We have become lost in a sea of highly variable minutia. It is like trying to apply performance measures to snowflake production. Everything is unique, and we have no consensus on what is optimal. We need to step back and find consensus on basic principles and then adhere to them as we pursue the particulars.
The first and most important goal of measuring performance is not to improve performance, but rather to determine the range of performance and where we, as individual practitioners or organizations, fall within that range. We were all taught that we have a duty to practice within the usual accepted community “standard of practice,” but how are we to know what the standard of practice is? We were commonly taught that it is a given truth derived from a textbook or lecture. More recently, numerous publications proclaim the consensus of various groups of experts on the standard of practice, in rather detailed terms. But surely, some part of the usual community standards of practice must include the range of current practices. There is very little published information on this, and as the Sunderji et al. article amply shows, there is a remarkable lack of uniformity or agreement on how to measure the range of practice. We can effectively undertake projects and interventions to improve our performance only after we learn what the range of outcomes is and where each of us falls within that range. Working on performance improvement without knowing the baseline of the range and one’s position in it is like measuring progress to a destination when you are lost.
Standardization is the basis for continuous improvement and quality. It is not possible to improve things that are not standardized because without standardization, we cannot, for example, be sure that we’re giving the same treatment or program twice in a row, let alone whether the treatment or program from one clinician or organization is substantially the same as that from another. Ensuring uniformity of a treatment or program over time or across different treatment settings requires process measurement. Process performance must be defined before outcomes can be effectively measured across multiple providers, let alone improved.
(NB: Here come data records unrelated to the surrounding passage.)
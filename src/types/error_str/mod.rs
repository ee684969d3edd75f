//! Error annotated with a message, an optional shared cause and its origin.
//!
//! This module provides [`ErrorStr`], the crate's only error kind. Every
//! constructor records where it was called from:
//! - `#[track_caller]` constructors ([`ErrorStr::new`], [`ErrorStr::wrap`], ...)
//!   record file, line and column of their caller
//! - the `*_at` constructors take an explicit [`Site`], which is how the
//!   macros attach the enclosing function path
//! - with the `backtrace` feature, the `*_skip` constructors take a raw stack
//!   snapshot and honor an explicit skip depth

use core::error::Error;
use core::fmt;

use crate::convert::{share, share_arc};
use crate::traits::chain;
use crate::types::alloc_type::{Arc, String, ToString};
use crate::types::error_formatter::ErrorFormatConfig;
use crate::types::site::{Location, Site};
#[cfg(feature = "backtrace")]
use crate::types::stack::StackSnapshot;

mod traits;

/// Shared, thread-safe handle to any error. Used for causes.
pub type SharedError = Arc<dyn Error + Send + Sync + 'static>;

/// Where an error remembers having been built.
#[derive(Debug, Clone)]
pub(crate) enum Origin {
    Site(Site),
    #[cfg(feature = "backtrace")]
    Stack(StackSnapshot),
}

impl Origin {
    fn location(&self) -> Location {
        match self {
            Self::Site(site) => site.location(),
            #[cfg(feature = "backtrace")]
            Self::Stack(stack) => stack.location(),
        }
    }
}

/// An error carrying a message, an optional cause and its construction site.
///
/// All fields are fixed at construction. Cloning shares the cause.
///
/// # Examples
///
/// ```
/// use errstr::ErrorStr;
///
/// let io = std::io::Error::other("disk full");
/// let err = ErrorStr::wrap(io, "saving snapshot");
///
/// assert_eq!(err.to_string(), "saving snapshot");
/// assert!(err.display_string().starts_with("saving snapshot ["));
/// assert_eq!(err.cause().map(|c| c.to_string()), Some("disk full".to_string()));
/// ```
#[must_use]
#[derive(Clone)]
pub struct ErrorStr {
    message: String,
    cause: Option<SharedError>,
    origin: Origin,
}

impl ErrorStr {
    #[inline]
    fn build(message: String, cause: Option<SharedError>, origin: Origin) -> Self {
        Self { message, cause, origin }
    }

    /// Creates an error without a cause, located at the caller.
    #[track_caller]
    #[inline]
    pub fn new(message: impl Into<String>) -> Self {
        Self::new_at(message, Site::caller())
    }

    /// Creates an error whose message is formatted from `args`.
    ///
    /// ```
    /// use errstr::ErrorStr;
    ///
    /// let err = ErrorStr::format(format_args!("code={}", 42));
    /// assert_eq!(err.message(), "code=42");
    /// ```
    #[track_caller]
    #[inline]
    pub fn format(args: fmt::Arguments<'_>) -> Self {
        Self::new_at(args.to_string(), Site::caller())
    }

    /// Wraps `cause` with a message, located at the caller.
    ///
    /// Passing a [`SharedError`] (or an `Arc<ErrorStr>`) keeps the very same
    /// allocation as the cause instead of nesting it.
    #[track_caller]
    #[inline]
    pub fn wrap<E>(cause: E, message: impl Into<String>) -> Self
    where
        E: Error + Send + Sync + 'static,
    {
        Self::wrap_at(cause, message, Site::caller())
    }

    /// Wraps a typed shared cause, keeping the caller's allocation.
    ///
    /// [`ErrorStr::wrap`] only recognises `SharedError` and `Arc<ErrorStr>`;
    /// any other `Arc<E>` would be moved into a fresh allocation and stop
    /// being found by [`ErrorStr::matches`].
    ///
    /// ```
    /// use errstr::ErrorStr;
    /// use std::sync::Arc;
    ///
    /// let refused = Arc::new(std::io::Error::other("refused"));
    /// let err = ErrorStr::wrap_arc(refused.clone(), "dialing");
    /// assert!(err.matches(&*refused));
    /// ```
    #[track_caller]
    #[inline]
    pub fn wrap_arc<E>(cause: Arc<E>, message: impl Into<String>) -> Self
    where
        E: Error + Send + Sync + 'static,
    {
        Self::wrap_arc_at(cause, message, Site::caller())
    }

    /// Wraps `cause` with a message formatted from `args`.
    #[track_caller]
    #[inline]
    pub fn wrapf<E>(cause: E, args: fmt::Arguments<'_>) -> Self
    where
        E: Error + Send + Sync + 'static,
    {
        Self::wrap_at(cause, args.to_string(), Site::caller())
    }

    /// [`ErrorStr::wrap_arc`] located at an explicitly supplied site.
    #[inline]
    pub fn wrap_arc_at<E>(cause: Arc<E>, message: impl Into<String>, site: Site) -> Self
    where
        E: Error + Send + Sync + 'static,
    {
        Self::build(message.into(), Some(share_arc(cause)), Origin::Site(site))
    }

    /// Creates an error located at an explicitly supplied site.
    ///
    /// Helpers that build errors on behalf of their own callers capture the
    /// site once and pass it down.
    #[inline]
    pub fn new_at(message: impl Into<String>, site: Site) -> Self {
        Self::build(message.into(), None, Origin::Site(site))
    }

    /// Wraps `cause`, located at an explicitly supplied site.
    #[inline]
    pub fn wrap_at<E>(cause: E, message: impl Into<String>, site: Site) -> Self
    where
        E: Error + Send + Sync + 'static,
    {
        Self::build(message.into(), Some(share(cause)), Origin::Site(site))
    }

    /// Creates an error from a stack snapshot taken `skip` frames above the
    /// direct caller.
    ///
    /// `skip == 0` reports the caller of `new_skip`; a helper built on top of
    /// it passes `1` to report its own caller instead.
    #[cfg(feature = "backtrace")]
    #[inline(never)]
    pub fn new_skip(message: impl Into<String>, skip: usize) -> Self {
        Self::build(message.into(), None, Origin::Stack(StackSnapshot::capture(skip)))
    }

    /// [`ErrorStr::new_skip`] with a formatted message.
    #[cfg(feature = "backtrace")]
    #[inline(never)]
    pub fn format_skip(skip: usize, args: fmt::Arguments<'_>) -> Self {
        Self::build(args.to_string(), None, Origin::Stack(StackSnapshot::capture(skip)))
    }

    /// Wraps `cause`, located by a stack snapshot honoring `skip`.
    #[cfg(feature = "backtrace")]
    #[inline(never)]
    pub fn wrap_skip<E>(cause: E, message: impl Into<String>, skip: usize) -> Self
    where
        E: Error + Send + Sync + 'static,
    {
        Self::build(message.into(), Some(share(cause)), Origin::Stack(StackSnapshot::capture(skip)))
    }

    /// [`ErrorStr::wrap_skip`] with a formatted message.
    #[cfg(feature = "backtrace")]
    #[inline(never)]
    pub fn wrapf_skip<E>(skip: usize, cause: E, args: fmt::Arguments<'_>) -> Self
    where
        E: Error + Send + Sync + 'static,
    {
        Self::build(args.to_string(), Some(share(cause)), Origin::Stack(StackSnapshot::capture(skip)))
    }

    /// Returns the message verbatim.
    #[inline]
    pub fn message(&self) -> &str {
        &self.message
    }

    /// Returns the wrapped cause, if any.
    #[inline]
    pub fn cause(&self) -> Option<&SharedError> {
        self.cause.as_ref()
    }

    /// Returns the eagerly captured site, if this error was located that way.
    #[inline]
    pub fn site(&self) -> Option<Site> {
        match &self.origin {
            Origin::Site(site) => Some(*site),
            #[cfg(feature = "backtrace")]
            Origin::Stack(_) => None,
        }
    }

    /// Resolves the construction site.
    ///
    /// Nothing is cached: a stack snapshot is symbolised on every call.
    /// Unresolvable origins yield [`Location::default`].
    #[inline]
    pub fn location(&self) -> Location {
        self.origin.location()
    }

    /// Renders `"<message> [<function> <file>:<line>]"`.
    ///
    /// ```
    /// use errstr::{ErrorStr, Site};
    ///
    /// let err = ErrorStr::new_at("boom", Site::new("app::run", "src/app.rs", 3, 9));
    /// assert_eq!(err.display_string(), "boom [app::run src/app.rs:3]");
    ///
    /// let err = ErrorStr::new_at("boom", Site::UNKNOWN);
    /// assert_eq!(err.display_string(), "boom [<unknown func>]");
    /// ```
    #[must_use]
    pub fn display_string(&self) -> String {
        alloc::format!("{} [{}]", self.message, self.location())
    }

    /// Returns `true` if `target` is this error or any error of its cause
    /// chain, compared by identity.
    ///
    /// ```
    /// use errstr::{ErrorStr, SharedError};
    /// use std::sync::Arc;
    ///
    /// let root: SharedError = Arc::new(ErrorStr::new("root"));
    /// let mid = ErrorStr::wrap(root.clone(), "mid");
    /// let top = ErrorStr::wrap(mid, "top");
    ///
    /// assert!(top.matches(&*root));
    /// assert!(!top.matches(&ErrorStr::new("root")));
    /// ```
    #[inline]
    pub fn matches(&self, target: &(dyn Error + 'static)) -> bool {
        chain::contains(self, target)
    }

    /// Formats the whole chain with the default configuration.
    ///
    /// ```
    /// use errstr::ErrorStr;
    ///
    /// let err = ErrorStr::wrap(ErrorStr::new("refused"), "connecting");
    /// assert_eq!(err.error_chain(), "connecting -> refused");
    /// ```
    #[must_use]
    pub fn error_chain(&self) -> String {
        self.fmt_chain(&ErrorFormatConfig::default())
    }

    /// Formats the whole chain with a custom configuration.
    #[must_use]
    pub fn fmt_chain(&self, config: &ErrorFormatConfig) -> String {
        config.format(self)
    }

    /// Moves the error behind a [`SharedError`] so it can be used as a cause
    /// by several wrappers.
    #[inline]
    pub fn into_shared(self) -> SharedError {
        Arc::new(self)
    }
}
Setting uniform standards for a small, operationally manageable set of measures could be the responsibility of providers, payers, or government. In the case of health care, all three have failed to systematically push for standardization because it would mean accepting compromises and constraints on themselves and, more important, entail a great deal of painful work. The providers of health care—integrated, behavioral, or other—are so diverse and numerous that there is no hope of a push for standardization from their side. That leaves the payers and government. In most other mature industries, such as automotive, aviation, retail, and food, major purchasers are deeply involved in improving the quality of operations of their suppliers. The pay-for-performance implementation efforts of payers and government will never achieve substantial success by trying to improve dozens of “unique measures” of integrated care, each of which has multiple variants, in integrated behavioral health care or in any other area of health care.